The rally followed a PDC emergency protest on the day after the court ruling came down and a 23 April united-front demonstration, both held outside the U.S. Consulate in Sydney. The Sydney united-front protest was part of a series of international protests initiated by the PDC and its fraternal defence organisations. Among those protesting were death penalty abolitionists, prisoners’ rights activists, anarchist and immigrant youth and socialists. Speaking on behalf of Justice Action and the Australian Prisoners Union, long-time supporter of the struggle for Mumia’s freedom, Brett Collins, noted “Mumia is the symbol of a generation now, of people who have been arrested for their political beliefs and their activism.” The Sydney rally was also addressed by a speaker from Iranian Democratic Unity, a member of the Wollongong Anarchist Collective, a student from western Sydney as well as speakers for the Spartacist League and Spartacus Youth Club (see speech page 6).
Internationally, over 500 organisations and individuals endorsed the PDC-initiated united-front protests, including trade unions representing hundreds of thousands of workers.

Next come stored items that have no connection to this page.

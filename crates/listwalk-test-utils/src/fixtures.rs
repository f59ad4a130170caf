//! Reusable walker fixtures.
//!
//! - [`SAMPLE_LINE`] — `[1, 2, 3, 4, 5]` with indices 2 and 3 ignored.
//! - [`numbered_grid`] — `rows × cols` grid holding `row * cols + col + 1`;
//!   the 6 × 5 instance with [`SAMPLE_GRID_IGNORED`] is the reference grid.

use listwalk::{Walker, Walker1D, Walker2D};

pub const SAMPLE_LINE: [i32; 5] = [1, 2, 3, 4, 5];

pub const SAMPLE_LINE_IGNORED: [i32; 2] = [2, 3];

pub const SAMPLE_GRID_ROWS: usize = 6;

pub const SAMPLE_GRID_COLS: usize = 5;

/// A run down column 0 plus one cell in the top row.
pub const SAMPLE_GRID_IGNORED: [(i32, i32); 4] = [(1, 0), (2, 0), (3, 0), (0, 3)];

/// `[1, 2, ..., len]`.
pub fn numbered_line(len: usize) -> Vec<i32> {
    (1..=len as i32).collect()
}

/// Grid of `rows` rows and `cols` columns holding `row * cols + col + 1`.
pub fn numbered_grid(rows: usize, cols: usize) -> Vec<Vec<i32>> {
    (0..rows)
        .map(|r| (0..cols).map(|c| (r * cols + c + 1) as i32).collect())
        .collect()
}

/// Walker over `data` with [`SAMPLE_LINE_IGNORED`] applied.
pub fn sample_line_walker(data: &[i32]) -> Walker1D<'_, i32> {
    let mut walker = Walker1D::new(data).expect("sample line must not be empty");
    walker.extend_ignored(SAMPLE_LINE_IGNORED);
    walker
}

/// Walker over `data` with [`SAMPLE_GRID_IGNORED`] applied.
pub fn sample_grid_walker(data: &[Vec<i32>]) -> Walker2D<'_, Vec<i32>> {
    let mut walker = Walker2D::new(data).expect("sample grid must not be empty");
    walker.extend_ignored(SAMPLE_GRID_IGNORED);
    walker
}

#[cfg(test)]
mod tests {
    use super::*;

    #[test]
    fn numbered_grid_matches_reference_values() {
        let grid = numbered_grid(SAMPLE_GRID_ROWS, SAMPLE_GRID_COLS);
        assert_eq!(grid.len(), 6);
        assert_eq!(grid[0], [1, 2, 3, 4, 5]);
        assert_eq!(grid[4][0], 21);
        assert_eq!(grid[5][4], 30);
    }

    #[test]
    fn numbered_line_matches_sample() {
        assert_eq!(numbered_line(5), SAMPLE_LINE);
    }
}
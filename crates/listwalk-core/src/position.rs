//! Position arithmetic shared by 1D and 2D walkers.

use crate::id::Coord;
use smallvec::smallvec;
use std::fmt;
use std::hash::Hash;

/// A fixed-size integer position.
///
/// Implemented for `i32` (an index into a sequence) and `(i32, i32)`
/// (a `(row, col)` cell in a grid). The movement algorithm is written once
/// against this trait; each walker only supplies its bounds check.
///
/// Offsets saturate instead of overflowing. Walkers cap every axis at
/// `i32::MAX` cells, so a saturated coordinate is always out of range and
/// the bounds check rejects it like any other out-of-range candidate.
pub trait Position: Copy + Eq + Hash + fmt::Debug + Send + Sync + 'static {
    /// The origin: index `0`, or cell `(0, 0)`.
    const ORIGIN: Self;

    /// `self + step`, saturating per axis.
    fn offset(self, step: Self) -> Self;

    /// Flatten into per-axis components for error reporting.
    fn to_coord(self) -> Coord;
}

impl Position for i32 {
    const ORIGIN: Self = 0;

    fn offset(self, step: Self) -> Self {
        self.saturating_add(step)
    }

    fn to_coord(self) -> Coord {
        smallvec![self]
    }
}

impl Position for (i32, i32) {
    const ORIGIN: Self = (0, 0);

    fn offset(self, step: Self) -> Self {
        (self.0.saturating_add(step.0), self.1.saturating_add(step.1))
    }

    fn to_coord(self) -> Coord {
        smallvec![self.0, self.1]
    }
}

#[cfg(test)]
mod tests {
    use super::*;
    use proptest::prelude::*;

    #[test]
    fn offset_1d() {
        assert_eq!(3i32.offset(1), 4);
        assert_eq!(0i32.offset(-1), -1);
    }

    #[test]
    fn offset_2d_is_per_axis() {
        assert_eq!((2, 3).offset((-1, 0)), (1, 3));
        assert_eq!((2, 3).offset((0, 1)), (2, 4));
    }

    #[test]
    fn offset_saturates_at_the_edges() {
        assert_eq!(i32::MAX.offset(1), i32::MAX);
        assert_eq!(i32::MIN.offset(-1), i32::MIN);
        assert_eq!((i32::MAX, i32::MIN).offset((1, -1)), (i32::MAX, i32::MIN));
    }

    #[test]
    fn to_coord_flattens_axes() {
        assert_eq!(5i32.to_coord().as_slice(), &[5]);
        assert_eq!((4, 0).to_coord().as_slice(), &[4, 0]);
    }

    proptest! {
        #[test]
        fn offset_then_back_is_identity(r in -1000i32..1000, c in -1000i32..1000) {
            for step in [(-1, 0), (1, 0), (0, -1), (0, 1)] {
                let back = (-step.0, -step.1);
                prop_assert_eq!((r, c).offset(step).offset(back), (r, c));
            }
        }
    }
}
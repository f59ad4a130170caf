//! Cursor over a rectangular grid of rows.

use crate::walker::{ElementOf, Walker};
use indexmap::IndexSet;
use listwalk_core::{Direction2D, Element, MoveOptions, Position, WalkError, WalkerId};

/// One row of a grid: anything that can be viewed as a slice of cells.
pub trait Row {
    /// Cell type.
    type Item;

    /// The cells of this row.
    fn cells(&self) -> &[Self::Item];
}

impl<T> Row for Vec<T> {
    type Item = T;

    fn cells(&self) -> &[T] {
        self
    }
}

impl<T, const N: usize> Row for [T; N] {
    type Item = T;

    fn cells(&self) -> &[T] {
        self
    }
}

impl<T> Row for &[T] {
    type Item = T;

    fn cells(&self) -> &[T] {
        self
    }
}

impl<T> Row for Box<[T]> {
    type Item = T;

    fn cells(&self) -> &[T] {
        self
    }
}

/// A cursor over a borrowed grid.
///
/// Each cell has position `(row, col)` where `0 <= row < rows` and
/// `0 <= col < cols`. The column count is taken from the first row; rows
/// are not checked for equal length, and cells missing from a shorter row
/// are reported as out of range. The cursor starts at `(0, 0)`.
///
/// # Examples
///
/// ```
/// use listwalk::{MoveOptions, Walker, Walker2D};
///
/// let grid = vec![vec![1, 2], vec![3, 4], vec![5, 6]];
/// let mut walker = Walker2D::new(&grid).unwrap();
/// walker.ignore((1, 0));
///
/// assert!(walker.move_down(MoveOptions::STEP).is_err());
/// assert_eq!(*walker.move_down(MoveOptions::default()).unwrap().value(), 5);
/// assert_eq!(walker.size(), (3, 2));
/// ```
#[derive(Debug)]
pub struct Walker2D<'a, R> {
    data: &'a [R],
    rows: usize,
    cols: usize,
    cursor: (i32, i32),
    ignored: IndexSet<(i32, i32)>,
    id: WalkerId,
}

impl<'a, R: Row> Walker2D<'a, R> {
    /// Maximum dimension size: positions use `i32`, so each axis must fit.
    pub const MAX_DIM: usize = i32::MAX as usize;

    /// Create a walker over `data` with the cursor at `(0, 0)`.
    ///
    /// Returns `Err(WalkError::EmptyData)` if there are no rows or the
    /// first row is empty, or `Err(WalkError::DimensionTooLarge)` if either
    /// axis exceeds `i32::MAX`.
    pub fn new(data: &'a [R]) -> Result<Self, WalkError> {
        let rows = data.len();
        let cols = data.first().map_or(0, |row| row.cells().len());
        if rows == 0 || cols == 0 {
            return Err(WalkError::EmptyData);
        }
        if rows > Self::MAX_DIM {
            return Err(WalkError::DimensionTooLarge {
                name: "rows",
                value: rows,
                max: Self::MAX_DIM,
            });
        }
        if cols > Self::MAX_DIM {
            return Err(WalkError::DimensionTooLarge {
                name: "cols",
                value: cols,
                max: Self::MAX_DIM,
            });
        }
        Ok(Self {
            data,
            rows,
            cols,
            cursor: (0, 0),
            ignored: IndexSet::new(),
            id: WalkerId::next(),
        })
    }

    /// The underlying rows.
    pub fn data(&self) -> &'a [R] {
        self.data
    }

    /// Number of rows.
    pub fn rows(&self) -> usize {
        self.rows
    }

    /// Number of columns, as given by the first row.
    pub fn cols(&self) -> usize {
        self.cols
    }

    /// Element above the cursor.
    pub fn get_up(&self) -> Result<ElementOf<'a, Self>, WalkError> {
        self.get_towards(Direction2D::Up)
    }

    /// Element right of the cursor.
    pub fn get_right(&self) -> Result<ElementOf<'a, Self>, WalkError> {
        self.get_towards(Direction2D::Right)
    }

    /// Element below the cursor.
    pub fn get_down(&self) -> Result<ElementOf<'a, Self>, WalkError> {
        self.get_towards(Direction2D::Down)
    }

    /// Element left of the cursor.
    pub fn get_left(&self) -> Result<ElementOf<'a, Self>, WalkError> {
        self.get_towards(Direction2D::Left)
    }

    /// Move the cursor up. See [`Walker::move_towards`].
    pub fn move_up(&mut self, options: MoveOptions) -> Result<ElementOf<'a, Self>, WalkError> {
        self.move_towards(Direction2D::Up, options)
    }

    /// Move the cursor right. See [`Walker::move_towards`].
    pub fn move_right(&mut self, options: MoveOptions) -> Result<ElementOf<'a, Self>, WalkError> {
        self.move_towards(Direction2D::Right, options)
    }

    /// Move the cursor down. See [`Walker::move_towards`].
    pub fn move_down(&mut self, options: MoveOptions) -> Result<ElementOf<'a, Self>, WalkError> {
        self.move_towards(Direction2D::Down, options)
    }

    /// Move the cursor left. See [`Walker::move_towards`].
    pub fn move_left(&mut self, options: MoveOptions) -> Result<ElementOf<'a, Self>, WalkError> {
        self.move_towards(Direction2D::Left, options)
    }

    fn out_of_range(&self, position: (i32, i32)) -> WalkError {
        WalkError::OutOfRange {
            position: position.to_coord(),
            size: (self.rows as i32, self.cols as i32).to_coord(),
        }
    }
}

impl<'a, R: Row> Walker<'a> for Walker2D<'a, R> {
    type Item = R::Item;
    type Position = (i32, i32);
    type Direction = Direction2D;
    type Size = (usize, usize);

    fn id(&self) -> WalkerId {
        self.id
    }

    fn size(&self) -> (usize, usize) {
        (self.rows, self.cols)
    }

    fn cursor(&self) -> (i32, i32) {
        self.cursor
    }

    fn cursor_element(&self) -> ElementOf<'a, Self> {
        let data: &'a [R] = self.data;
        let (r, c) = self.cursor;
        let value = &data[r as usize].cells()[c as usize];
        Element::new(self.cursor, value, self.is_ignored(self.cursor), self.id)
    }

    fn get(&self, position: (i32, i32)) -> Result<ElementOf<'a, Self>, WalkError> {
        let (r, c) = position;
        if r < 0 || r as usize >= self.rows || c < 0 || c as usize >= self.cols {
            return Err(self.out_of_range(position));
        }
        let data: &'a [R] = self.data;
        let value = data[r as usize]
            .cells()
            .get(c as usize)
            .ok_or_else(|| self.out_of_range(position))?;
        Ok(Element::new(
            position,
            value,
            self.is_ignored(position),
            self.id,
        ))
    }

    fn move_to(&mut self, position: (i32, i32)) -> Result<ElementOf<'a, Self>, WalkError> {
        let element = self.get(position)?;
        self.cursor = position;
        Ok(element)
    }

    fn ignored_elements(&self) -> &IndexSet<(i32, i32)> {
        &self.ignored
    }

    fn ignored_elements_mut(&mut self) -> &mut IndexSet<(i32, i32)> {
        &mut self.ignored
    }

    /// Row-major: `(0, 0), (0, 1), ..., (rows - 1, cols - 1)`. Cells
    /// missing from short rows are skipped.
    fn canonical_ordering(&self) -> Vec<(i32, i32)> {
        let mut out = Vec::with_capacity(self.rows * self.cols);
        for (r, row) in self.data.iter().enumerate() {
            let width = row.cells().len().min(self.cols);
            for c in 0..width {
                out.push((r as i32, c as i32));
            }
        }
        out
    }
}

// A clone is an independent cursor, so it gets its own identity.
impl<R> Clone for Walker2D<'_, R> {
    fn clone(&self) -> Self {
        Self {
            data: self.data,
            rows: self.rows,
            cols: self.cols,
            cursor: self.cursor,
            ignored: self.ignored.clone(),
            id: WalkerId::next(),
        }
    }
}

In Australia, endorsements came from the Victorian Branch of the Maritime Union of Australia, Chris Cain, State Secretary of the Maritime Union Western Australia Branch, Len Cooper, Secretary of the Victorian Branch of the Communication Workers’ Union (CEPU), Aboriginal activists Sam Watson and Jenny Munro, Black Rose Anarchist Library & Books, Workers Radio Sydney and others. International endorsements included the SUD Rail Workers Union of Paris Left Bank, the Timor Leste Trade Union Confederation, Amalgamated Transit Union (ATU) Locals 241 and 308, Chicago, and the Congress of South African Trade Unions (COSATU)—Western Cape. Other international endorsers included the Gay Liberation Network in Chicago, Professor Dr. Heinrich Fink, Chairman of the Association of the Victims of the Nazi Regime—Coalition of Anti-Fascists, in Berlin, former Black Panther Party leaders Elaine Brown and David Hilliard, writer Gilles Perrault in France, Senator Rosario Ibarra, the head of the ¡Eureka! defence committee in Mexico, and Che Guevara’s daughter, Aleida Guevara March (for more on the PDC-initiated international campaign, see article page 1).
The basis for the 17 May rally in Melbourne was laid through building support and gaining endorsements for the international united-front protests. PDC representative, Phillipa Naughten, said in opening the rally that it is our duty to support class-war prisoners. Citing the cases from Britain of the Guildford Four and Birmingham Six, Naughten noted that there is no limit to examples of frame-ups of innocent people in the bourgeois courts. Explaining that Mumia’s frame-up is an object lesson in the class nature of the capitalist state, she concluded “Mumia is up against vast resources of the capitalist state, but there is a road for victory for Mumia, for his freedom. That begins with the understanding that the class enemy will stop at nothing from lies to terror, on the streets and in the courts. Freedom for Mumia lies in understanding that the power to fight and win lies in...the mobilisation of the multiracial, multiethnic proletariat. Free Mumia now!”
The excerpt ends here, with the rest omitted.